(THE DATA begins)

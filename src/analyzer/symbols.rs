//! The symbol table shared by the lexer and the parser.
//!
//! The lexer inserts every identifier it sees; the parser later refines the
//! type of entries that play a known role. Entries are never removed, and
//! iteration follows first-seen order.
use indexmap::IndexMap;
use std::fmt;

#[derive(Copy, Clone, PartialEq, Eq, Debug)]
pub enum SymbolType {
    Identifier,
    MemoryAddress,
    Label,
}

impl fmt::Display for SymbolType {
    fn fmt(&self, f: &mut fmt::Formatter) -> fmt::Result {
        match self {
            SymbolType::Identifier => write!(f, "identifier"),
            SymbolType::MemoryAddress => write!(f, "memory address"),
            SymbolType::Label => write!(f, "Label"),
        }
    }
}

#[derive(Clone, PartialEq, Eq, Debug)]
pub struct SymbolEntry {
    pub kind: SymbolType,
    pub line: Option<usize>,
}

#[derive(Clone, Default, Debug)]
pub struct SymbolTable {
    entries: IndexMap<String, SymbolEntry>,
}

impl SymbolTable {
    pub fn new() -> Self {
        SymbolTable { entries: IndexMap::new() }
    }

    /// Records `name` as a plain identifier unless it is already known.
    /// Returns true if a new entry was created.
    pub fn insert_if_absent(&mut self, name: &str, line: Option<usize>) -> bool {
        if self.entries.contains_key(name) {
            return false;
        }
        self.entries.insert(name.to_owned(), SymbolEntry { kind: SymbolType::Identifier, line });
        true
    }

    pub fn get(&self, name: &str) -> Option<&SymbolEntry> {
        self.entries.get(name)
    }

    pub fn contains(&self, name: &str) -> bool {
        self.entries.contains_key(name)
    }

    /// Changes the type of an existing entry. Unknown names are left alone.
    pub fn refine(&mut self, name: &str, kind: SymbolType) -> bool {
        match self.entries.get_mut(name) {
            Some(entry) => {
                trace!("refining symbol `{}`: {} -> {}", name, entry.kind, kind);
                entry.kind = kind;
                true
            }
            None => false,
        }
    }

    pub fn iter(&self) -> impl Iterator<Item = (&String, &SymbolEntry)> {
        self.entries.iter()
    }

    pub fn len(&self) -> usize {
        self.entries.len()
    }

    pub fn is_empty(&self) -> bool {
        self.entries.is_empty()
    }

    /// Forgets every entry, readying the table for a fresh session.
    pub fn clear(&mut self) {
        self.entries.clear();
    }
}
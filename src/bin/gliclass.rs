//! Command-line launcher: load a request document, run the pipeline,
//! print predictions.

use std::path::PathBuf;

use anyhow::Context;
use clap::Parser;
use tracing::{info, warn};
use tracing_subscriber::{layer::SubscriberExt, util::SubscriberInitExt};

use gliclass_onnx::{ClassificationRequest, ZeroShotClassificationPipelineBuilder};

#[derive(Parser)]
#[command(name = "gliclass", about = "Zero-shot text classification with GLiClass ONNX models")]
struct Args {
    /// JSON request document with texts, labels and classification settings
    input: PathBuf,

    /// Path to the ONNX model file
    #[arg(long, default_value = "onnx/model.onnx")]
    model: PathBuf,

    /// Path to the tokenizer.json file
    #[arg(long, default_value = "tokenizer/tokenizer.json")]
    tokenizer: PathBuf,

    /// Texts per inference batch
    #[arg(long, default_value_t = 8)]
    batch_size: usize,

    /// Worker threads processing batches concurrently
    #[arg(long, default_value_t = 8)]
    workers: usize,

    /// Intra/inter-op threads for the inference session (CPU)
    #[arg(long, default_value_t = 8)]
    intra_threads: usize,

    /// Run on the given CUDA device instead of the CPU
    #[cfg(feature = "cuda")]
    #[arg(long)]
    cuda: Option<i32>,
}

fn main() -> anyhow::Result<()> {
    tracing_subscriber::registry()
        .with(
            tracing_subscriber::EnvFilter::try_from_default_env()
                .unwrap_or_else(|_| "gliclass_onnx=info,gliclass=info".into()),
        )
        .with(tracing_subscriber::fmt::layer())
        .init();

    let args = Args::parse();

    let request = ClassificationRequest::from_json_file(&args.input)
        .with_context(|| format!("loading request document {}", args.input.display()))?;
    info!(texts = request.texts.len(), "request document loaded");

    #[allow(unused_mut)]
    let mut builder = ZeroShotClassificationPipelineBuilder::new(&args.model, &args.tokenizer)
        .batch_size(args.batch_size)
        .workers(args.workers)
        .intra_threads(args.intra_threads);
    #[cfg(feature = "cuda")]
    if let Some(device_id) = args.cuda {
        builder = builder.cuda(device_id);
    }

    let pipeline = builder.build().context("building pipeline")?;
    let output = pipeline.classify(&request).context("running request")?;

    for (text, result) in request.texts.iter().zip(&output.results) {
        println!("{text}");
        match result {
            Some(predictions) if predictions.is_empty() => println!("  (no label above threshold)"),
            Some(predictions) => {
                for prediction in predictions {
                    println!("  {}: {:.4}", prediction.label, prediction.score);
                }
            }
            None => println!("  (batch failed)"),
        }
    }

    if output.failed_batches > 0 {
        warn!(failed = output.failed_batches, "some batches failed");
    }

    Ok(())
}
use std::path::PathBuf;

use tokenizers::Tokenizer;

use super::pipeline::ZeroShotClassificationPipeline;
use crate::error::{PipelineError, Result};
use crate::models::{ExecutionBackend, GliClassModel};

const DEFAULT_BATCH_SIZE: usize = 8;
const DEFAULT_WORKERS: usize = 8;
const DEFAULT_INTRA_THREADS: usize = 8;

/// Builds a [`ZeroShotClassificationPipeline`] from a GLiClass ONNX model
/// file and a `tokenizer.json`.
///
/// ```rust,no_run
/// # use gliclass_onnx::pipelines::zero_shot_classification::ZeroShotClassificationPipelineBuilder;
/// # fn main() -> gliclass_onnx::Result<()> {
/// let pipeline = ZeroShotClassificationPipelineBuilder::new(
///     "onnx/model.onnx",
///     "tokenizer/tokenizer.json",
/// )
/// .batch_size(8)
/// .workers(4)
/// .build()?;
/// # Ok(())
/// # }
/// ```
pub struct ZeroShotClassificationPipelineBuilder {
    model_path: PathBuf,
    tokenizer_path: PathBuf,
    backend: ExecutionBackend,
    batch_size: usize,
    workers: usize,
    intra_threads: usize,
}

impl ZeroShotClassificationPipelineBuilder {
    pub fn new(model_path: impl Into<PathBuf>, tokenizer_path: impl Into<PathBuf>) -> Self {
        Self {
            model_path: model_path.into(),
            tokenizer_path: tokenizer_path.into(),
            backend: ExecutionBackend::Cpu,
            batch_size: DEFAULT_BATCH_SIZE,
            workers: DEFAULT_WORKERS,
            intra_threads: DEFAULT_INTRA_THREADS,
        }
    }

    /// Texts per inference batch.
    pub fn batch_size(mut self, batch_size: usize) -> Self {
        self.batch_size = batch_size;
        self
    }

    /// Size of the worker pool that processes batches concurrently.
    pub fn workers(mut self, workers: usize) -> Self {
        self.workers = workers;
        self
    }

    /// Intra/inter-op thread count for the engine session (CPU only; has
    /// no effect on accelerator throughput).
    pub fn intra_threads(mut self, intra_threads: usize) -> Self {
        self.intra_threads = intra_threads;
        self
    }

    /// Run the model on a CUDA device instead of the CPU. Engine calls are
    /// serialized for this backend.
    #[cfg(feature = "cuda")]
    pub fn cuda(mut self, device_id: i32) -> Self {
        self.backend = ExecutionBackend::Cuda { device_id };
        self
    }

    pub fn build(self) -> Result<ZeroShotClassificationPipeline> {
        if self.batch_size == 0 {
            return Err(PipelineError::Config(
                "batch_size must be at least 1".to_string(),
            ));
        }
        if self.workers == 0 {
            return Err(PipelineError::Config(
                "workers must be at least 1".to_string(),
            ));
        }

        let tokenizer = Tokenizer::from_file(&self.tokenizer_path)
            .map_err(|e| PipelineError::TokenizerLoad(e.to_string()))?;

        // The concurrency discipline around the engine is fixed here, once:
        // backends safe for concurrent invocation get a session slot per
        // worker, the rest share a single serializing slot.
        let slot_count = if self.backend.supports_concurrent_run() {
            self.workers
        } else {
            1
        };
        let model = GliClassModel::load(
            &self.model_path,
            self.backend,
            self.intra_threads,
            slot_count,
        )?;

        let pool = rayon::ThreadPoolBuilder::new()
            .num_threads(self.workers)
            .build()
            .map_err(|e| PipelineError::Config(e.to_string()))?;

        Ok(ZeroShotClassificationPipeline {
            model,
            tokenizer,
            pool,
            batch_size: self.batch_size,
        })
    }
}
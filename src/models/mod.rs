pub mod gliclass;

pub use gliclass::{ExecutionBackend, GliClassModel, Logits};
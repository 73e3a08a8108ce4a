//! Batch tokenization, truncation and padding.

use tokenizers::Tokenizer;

use super::prompt::Prompt;
use crate::error::{PipelineError, Result};

/// Padding sentinel written into all three matrices.
const PAD_ID: u32 = 0;

/// One tokenized batch: three `(batch_size x seq_length)` matrices plus the
/// per-text label orders threaded through from prompt building.
///
/// Everything a batch owns travels in this one value, so abandoning a batch
/// on failure releases all of it in one drop.
#[derive(Debug)]
pub struct TokenizedBatch {
    pub input_ids: Vec<Vec<u32>>,
    pub token_type_ids: Vec<Vec<u32>>,
    pub attention_mask: Vec<Vec<u32>>,
    pub batch_size: usize,
    pub seq_length: usize,
    pub label_orders: Vec<Vec<String>>,
}

/// Tokenize a batch of prompts in one call to the tokenizer engine.
///
/// Sequences longer than `max_length` keep their leading `max_length`
/// tokens. `seq_length` is the longest kept sequence in the batch; shorter
/// rows are right-padded with id 0 / type-id 0 / mask 0. Token-type ids are
/// always 0: classification prompts are single-segment.
pub fn encode(
    tokenizer: &Tokenizer,
    prompts: Vec<Prompt>,
    max_length: usize,
) -> Result<TokenizedBatch> {
    let batch_size = prompts.len();
    let mut label_orders = Vec::with_capacity(batch_size);
    let mut texts = Vec::with_capacity(batch_size);
    for prompt in prompts {
        label_orders.push(prompt.label_order);
        texts.push(prompt.text);
    }

    let encodings = tokenizer
        .encode_batch(texts, true)
        .map_err(|e| PipelineError::Tokenization(e.to_string()))?;

    let seq_length = encodings
        .iter()
        .map(|encoding| encoding.len().min(max_length))
        .max()
        .unwrap_or(0);

    let mut input_ids = Vec::with_capacity(batch_size);
    let mut token_type_ids = Vec::with_capacity(batch_size);
    let mut attention_mask = Vec::with_capacity(batch_size);

    for encoding in &encodings {
        let ids = encoding.get_ids();
        let kept = ids.len().min(max_length);

        let mut id_row = Vec::with_capacity(seq_length);
        id_row.extend_from_slice(&ids[..kept]);
        id_row.resize(seq_length, PAD_ID);

        let mut mask_row = vec![1; kept];
        mask_row.resize(seq_length, 0);

        input_ids.push(id_row);
        token_type_ids.push(vec![0; seq_length]);
        attention_mask.push(mask_row);
    }

    Ok(TokenizedBatch {
        input_ids,
        token_type_ids,
        attention_mask,
        batch_size,
        seq_length,
        label_orders,
    })
}
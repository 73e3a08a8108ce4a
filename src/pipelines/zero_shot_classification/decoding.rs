//! Logit decoding under the two classification policies.

use crate::models::Logits;
use crate::request::ClassificationPolicy;

/// Placeholder emitted when a logits column has no matching label, which
/// only happens if the model produces more classes than the prompt carried
/// labels.
const UNKNOWN_LABEL: &str = "unknown";

/// A label with its decoded probability.
#[derive(Debug, Clone, PartialEq)]
pub struct Prediction {
    pub label: String,
    pub score: f32,
}

/// Map one batch of logits back to labeled predictions.
///
/// `label_orders[i]` must be the label order the prompt for text `i` was
/// built with; column `j` of the logits row is attributed to
/// `label_orders[i][j]`. Columns beyond a text's label order decode to the
/// `"unknown"` placeholder rather than failing the batch.
///
/// Multi-label emits every label whose probability is strictly greater
/// than `threshold`; single-label emits exactly one prediction per text,
/// with ties broken toward the lowest column index.
pub fn decode(
    logits: &Logits,
    label_orders: &[Vec<String>],
    threshold: f32,
    policy: ClassificationPolicy,
) -> Vec<Vec<Prediction>> {
    (0..logits.batch_size)
        .map(|index| {
            let row = logits.row(index);
            let labels = label_orders.get(index).map(Vec::as_slice).unwrap_or(&[]);
            match policy {
                ClassificationPolicy::MultiLabel => decode_multi_label(row, labels, threshold),
                ClassificationPolicy::SingleLabel => decode_single_label(row, labels),
            }
        })
        .collect()
}

fn decode_multi_label(row: &[f32], labels: &[String], threshold: f32) -> Vec<Prediction> {
    row.iter()
        .enumerate()
        .filter_map(|(column, &logit)| {
            let score = sigmoid(logit);
            (score > threshold).then(|| Prediction {
                label: label_at(labels, column),
                score,
            })
        })
        .collect()
}

fn decode_single_label(row: &[f32], labels: &[String]) -> Vec<Prediction> {
    let mut best_score = 0.0f32;
    let mut best_column = None;
    for (column, &logit) in row.iter().enumerate() {
        let score = sigmoid(logit);
        if score > best_score {
            best_score = score;
            best_column = Some(column);
        }
    }

    let label = match best_column {
        Some(column) => label_at(labels, column),
        None => UNKNOWN_LABEL.to_string(),
    };
    vec![Prediction {
        label,
        score: best_score,
    }]
}

fn label_at(labels: &[String], column: usize) -> String {
    labels
        .get(column)
        .cloned()
        .unwrap_or_else(|| UNKNOWN_LABEL.to_string())
}

pub(crate) fn sigmoid(x: f32) -> f32 {
    1.0 / (1.0 + (-x).exp())
}

#[cfg(test)]
mod tests {
    use super::*;

    fn logits(rows: &[&[f32]]) -> Logits {
        let num_classes = rows.first().map(|row| row.len()).unwrap_or(0);
        Logits {
            data: rows.concat(),
            batch_size: rows.len(),
            num_classes,
        }
    }

    fn orders(sets: &[&[&str]]) -> Vec<Vec<String>> {
        sets.iter()
            .map(|set| set.iter().map(|s| s.to_string()).collect())
            .collect()
    }

    #[test]
    fn sigmoid_is_monotonic_and_bounded() {
        assert!(sigmoid(-5.0) < sigmoid(0.0));
        assert!(sigmoid(0.0) < sigmoid(5.0));
        assert!(sigmoid(-50.0) > 0.0);
        assert!(sigmoid(50.0) < 1.0);
        assert_eq!(sigmoid(0.0), 0.5);
    }

    #[test]
    fn multi_label_excludes_threshold_boundary() {
        // logit 0.0 decodes to exactly 0.5; with threshold 0.5 it must not
        // be emitted.
        let predictions = decode(
            &logits(&[&[0.0, 2.0, -2.0]]),
            &orders(&[&["a", "b", "c"]]),
            0.5,
            ClassificationPolicy::MultiLabel,
        );

        assert_eq!(predictions[0].len(), 1);
        assert_eq!(predictions[0][0].label, "b");
        assert!(predictions[0][0].score > 0.5);
    }

    #[test]
    fn multi_label_can_emit_no_predictions() {
        let predictions = decode(
            &logits(&[&[-1.0, -2.0]]),
            &orders(&[&["a", "b"]]),
            0.5,
            ClassificationPolicy::MultiLabel,
        );
        assert!(predictions[0].is_empty());
    }

    #[test]
    fn single_label_breaks_ties_toward_lowest_column() {
        let predictions = decode(
            &logits(&[&[0.2, 0.2, -1.0]]),
            &orders(&[&["a", "b", "c"]]),
            0.5,
            ClassificationPolicy::SingleLabel,
        );

        assert_eq!(predictions[0].len(), 1);
        assert_eq!(predictions[0][0].label, "a");
    }

    #[test]
    fn single_label_with_no_classes_yields_unknown() {
        let predictions = decode(
            &logits(&[&[]]),
            &orders(&[&[]]),
            0.5,
            ClassificationPolicy::SingleLabel,
        );

        assert_eq!(predictions[0].len(), 1);
        assert_eq!(predictions[0][0].label, "unknown");
        assert_eq!(predictions[0][0].score, 0.0);
    }

    #[test]
    fn columns_beyond_label_order_decode_to_unknown() {
        let predictions = decode(
            &logits(&[&[5.0, 5.0]]),
            &orders(&[&["only"]]),
            0.5,
            ClassificationPolicy::MultiLabel,
        );

        assert_eq!(predictions[0].len(), 2);
        assert_eq!(predictions[0][0].label, "only");
        assert_eq!(predictions[0][1].label, "unknown");
    }

    #[test]
    fn label_order_round_trips_per_text() {
        // Two texts with different label orders in one batch; each row's
        // columns must map through its own order.
        let predictions = decode(
            &logits(&[&[3.0, -3.0], &[-3.0, 3.0]]),
            &orders(&[&["cat", "dog"], &["red", "blue"]]),
            0.5,
            ClassificationPolicy::MultiLabel,
        );

        assert_eq!(predictions[0].len(), 1);
        assert_eq!(predictions[0][0].label, "cat");
        assert_eq!(predictions[1].len(), 1);
        assert_eq!(predictions[1][0].label, "blue");
    }

    #[test]
    fn single_label_prefers_higher_probability() {
        let predictions = decode(
            &logits(&[&[-1.0, 4.0, 2.0]]),
            &orders(&[&["a", "b", "c"]]),
            0.5,
            ClassificationPolicy::SingleLabel,
        );

        assert_eq!(predictions[0][0].label, "b");
        assert!(predictions[0][0].score > 0.9);
    }
}
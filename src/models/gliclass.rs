//! GLiClass ONNX session wrapper.
//!
//! Owns the ONNX Runtime sessions for a GLiClass classification model and
//! the run-call serialization discipline around them. Everything upstream
//! (prompting, tokenization) and downstream (decoding) of [`GliClassModel::run`]
//! is plain per-batch data and needs no synchronization.

use std::path::Path;
use std::sync::atomic::{AtomicUsize, Ordering};
use std::sync::Mutex;

use ort::session::Session;
use ort::value::TensorRef;
use tracing::info;

use crate::error::{PipelineError, Result};

const INPUT_IDS: &str = "input_ids";
const ATTENTION_MASK: &str = "attention_mask";

/// Where the model graph executes.
///
/// Resolved once at session creation; it decides both the session options
/// and whether run calls from different workers may proceed concurrently.
#[derive(Debug, Clone, Copy, PartialEq, Eq)]
pub enum ExecutionBackend {
    /// CPU execution. The session parallelizes internally through its
    /// intra/inter-op thread pools, and concurrent run calls are safe.
    Cpu,
    /// CUDA execution on the given device. Run calls must be serialized.
    #[cfg(feature = "cuda")]
    Cuda { device_id: i32 },
}

impl ExecutionBackend {
    /// Whether the backend tolerates run calls from multiple workers at
    /// once. Decided here, once, for every call site.
    pub(crate) fn supports_concurrent_run(self) -> bool {
        match self {
            Self::Cpu => true,
            #[cfg(feature = "cuda")]
            Self::Cuda { .. } => false,
        }
    }
}

/// Raw logits copied out of the engine, shape `(batch_size, num_classes)`.
#[derive(Debug, Clone)]
pub struct Logits {
    pub data: Vec<f32>,
    pub batch_size: usize,
    pub num_classes: usize,
}

impl Logits {
    /// Logits row for the text at `index` within the batch.
    pub fn row(&self, index: usize) -> &[f32] {
        &self.data[index * self.num_classes..(index + 1) * self.num_classes]
    }
}

/// A GLiClass model loaded into one or more ONNX Runtime sessions.
///
/// The binding requires exclusive access to a session for every run call,
/// so each session lives behind its own mutex. Backends that support
/// concurrent invocation get one session slot per worker and calls proceed
/// in parallel; backends that do not get a single slot, which serializes
/// every call through one gate.
pub struct GliClassModel {
    slots: Vec<Mutex<Session>>,
    next: AtomicUsize,
    output_name: String,
    backend: ExecutionBackend,
}

impl GliClassModel {
    /// Load the model from `path`, creating `slot_count` sessions with the
    /// given intra/inter-op thread count.
    pub fn load(
        path: impl AsRef<Path>,
        backend: ExecutionBackend,
        intra_threads: usize,
        slot_count: usize,
    ) -> Result<Self> {
        let path = path.as_ref();
        let slot_count = slot_count.max(1);

        let mut slots = Vec::with_capacity(slot_count);
        for _ in 0..slot_count {
            slots.push(Mutex::new(build_session(path, backend, intra_threads)?));
        }

        let output_name = {
            let session = match slots[0].lock() {
                Ok(session) => session,
                Err(_) => return Err(PipelineError::SessionPoisoned),
            };
            session
                .outputs()
                .first()
                .map(|output| output.name().to_string())
                .ok_or_else(|| {
                    PipelineError::Config("model has no output tensors".to_string())
                })?
        };

        info!(
            model = %path.display(),
            ?backend,
            slots = slot_count,
            output = %output_name,
            "loaded GLiClass model"
        );

        Ok(Self {
            slots,
            next: AtomicUsize::new(0),
            output_name,
            backend,
        })
    }

    pub fn backend(&self) -> ExecutionBackend {
        self.backend
    }

    /// Run one batch through the model.
    ///
    /// `input_ids` and `attention_mask` are row-major `(rows, cols)` buffers
    /// of equal shape. The returned logits are copied out of the engine so
    /// the session lock is released before decoding starts.
    pub fn run(
        &self,
        input_ids: &[i64],
        attention_mask: &[i64],
        shape: [usize; 2],
    ) -> Result<Logits> {
        let ids_tensor =
            TensorRef::from_array_view((shape, input_ids)).map_err(PipelineError::Inference)?;
        let mask_tensor = TensorRef::from_array_view((shape, attention_mask))
            .map_err(PipelineError::Inference)?;

        let mut session = match self.pick().lock() {
            Ok(session) => session,
            Err(_) => return Err(PipelineError::SessionPoisoned),
        };

        let outputs = session
            .run(ort::inputs! {
                INPUT_IDS => ids_tensor,
                ATTENTION_MASK => mask_tensor,
            })
            .map_err(PipelineError::Inference)?;

        let value = outputs
            .get(&self.output_name)
            .ok_or_else(|| PipelineError::OutputMissing {
                name: self.output_name.clone(),
            })?;
        let (logits_shape, logits) = value
            .try_extract_tensor::<f32>()
            .map_err(PipelineError::Inference)?;

        let batch_size = logits_shape.first().copied().unwrap_or(0) as usize;
        if batch_size != shape[0] {
            return Err(PipelineError::OutputShape {
                expected: shape[0],
                actual: batch_size,
            });
        }
        let num_classes = match logits_shape.get(1) {
            Some(&cols) if cols > 0 => cols as usize,
            // Collapsed or scalar trailing dimension; recover the column
            // count from the element count.
            _ => logits.len() / batch_size.max(1),
        };

        Ok(Logits {
            data: logits.to_vec(),
            batch_size,
            num_classes,
        })
    }

    // Round-robin over the slots; a single slot is the serialized case.
    fn pick(&self) -> &Mutex<Session> {
        if self.slots.len() == 1 {
            return &self.slots[0];
        }
        let index = self.next.fetch_add(1, Ordering::Relaxed);
        &self.slots[index % self.slots.len()]
    }
}

fn build_session(
    path: &Path,
    backend: ExecutionBackend,
    intra_threads: usize,
) -> Result<Session> {
    let builder = Session::builder()
        .map_err(PipelineError::Session)?
        .with_intra_threads(intra_threads)
        .map_err(|e| PipelineError::Session(e.into()))?
        .with_inter_threads(intra_threads)
        .map_err(|e| PipelineError::Session(e.into()))?;

    let mut builder = match backend {
        ExecutionBackend::Cpu => builder,
        #[cfg(feature = "cuda")]
        ExecutionBackend::Cuda { device_id } => {
            use ort::execution_providers::CUDAExecutionProvider;
            use ort::session::builder::GraphOptimizationLevel;

            builder
                .with_execution_providers([CUDAExecutionProvider::default()
                    .with_device_id(device_id)
                    .build()])
                .map_err(|e| PipelineError::Session(e.into()))?
                .with_optimization_level(GraphOptimizationLevel::Level3)
                .map_err(|e| PipelineError::Session(e.into()))?
        }
    };

    builder.commit_from_file(path).map_err(PipelineError::Session)
}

(THE DATA ends)

**PROBLEM DETAILS:**
Scan the listing above and copy all lines containing the word "more".

**ANSWER SPACE:**
/// only happens if the model produces more classes than the prompt carried
/// A GLiClass model loaded into one or more ONNX Runtime sessions.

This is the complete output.